## [BRIEF]
How many lines of these entries hold the string "clone"? Reply with the number alone.

## [SOURCE RECORDS]

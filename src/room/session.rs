use std::sync::Arc;
use tokio::sync::{mpsc, oneshot, watch};
use tokio::task::JoinHandle;
use tracing::{info, warn};

use crate::capture::MediaCapture;
use crate::connection::{RemoteStream, SessionStatus, StatusMonitor};
use crate::engine::MediaEngine;
use crate::error::{Result, SessionError};
use crate::event::{Event, EventSender};
use crate::negotiation::NegotiationStateMachine;
use crate::signaling::SignalKind;
use crate::transport::SignalTransport;

/// Binds one caller to one room at a time.
///
/// All inbound relay messages, engine callbacks and the caller's own
/// `join`/`leave` requests are funneled through one queue into a single
/// task that owns the [`NegotiationStateMachine`].
pub struct RoomSession {
    events: EventSender,
    monitor: StatusMonitor,
    task: JoinHandle<()>,
}

impl RoomSession {
    /// Acquires the local stream up front. A capture failure does not fail
    /// construction; it disables `join` and shows on the status surface.
    pub async fn new(
        transport: Arc<dyn SignalTransport>,
        engine: Arc<dyn MediaEngine>,
        capture: &dyn MediaCapture,
    ) -> Self {
        let capture = capture.local_stream().await;
        if let Err(e) = &capture {
            warn!("Local media unavailable, joining disabled: {}", e);
        }

        let monitor = StatusMonitor::new();
        let (events, mut queue) = mpsc::unbounded_channel();

        for kind in SignalKind::INBOUND {
            let events = events.clone();
            transport.subscribe(
                kind,
                Arc::new(move |message| {
                    let _ = events.send(Event::Signal(message));
                }),
            );
        }
        let lost = events.clone();
        transport.on_disconnect(Arc::new(move |error| {
            let _ = lost.send(Event::TransportLost(error));
        }));

        let mut machine = NegotiationStateMachine::new(
            transport,
            engine,
            capture,
            monitor.clone(),
            events.clone(),
        );
        let task = tokio::spawn(async move {
            while let Some(event) = queue.recv().await {
                machine.handle(event).await;
            }
        });

        Self {
            events,
            monitor,
            task,
        }
    }

    pub async fn join(&self, room_id: impl Into<String>) -> Result<()> {
        let room_id = room_id.into();
        info!("Joining room {}", room_id);
        let (reply, done) = oneshot::channel();
        self.events
            .send(Event::Join { room_id, reply })
            .map_err(|_| SessionError::Stopped)?;
        done.await.map_err(|_| SessionError::Stopped)?
    }

    /// Leaves the current room. Safe from any state and safe to repeat.
    pub async fn leave(&self) -> Result<()> {
        let (reply, done) = oneshot::channel();
        self.events
            .send(Event::Leave { reply })
            .map_err(|_| SessionError::Stopped)?;
        done.await.map_err(|_| SessionError::Stopped)
    }

    pub fn status(&self) -> SessionStatus {
        self.monitor.snapshot()
    }

    pub fn subscribe(&self) -> watch::Receiver<SessionStatus> {
        self.monitor.subscribe()
    }

    pub fn remote_stream(&self) -> Option<RemoteStream> {
        self.monitor.remote_stream()
    }

    pub fn subscribe_remote(&self) -> watch::Receiver<Option<RemoteStream>> {
        self.monitor.subscribe_remote()
    }
}

impl Drop for RoomSession {
    fn drop(&mut self) {
        self.task.abort();
    }
}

## [RESPONSE]
4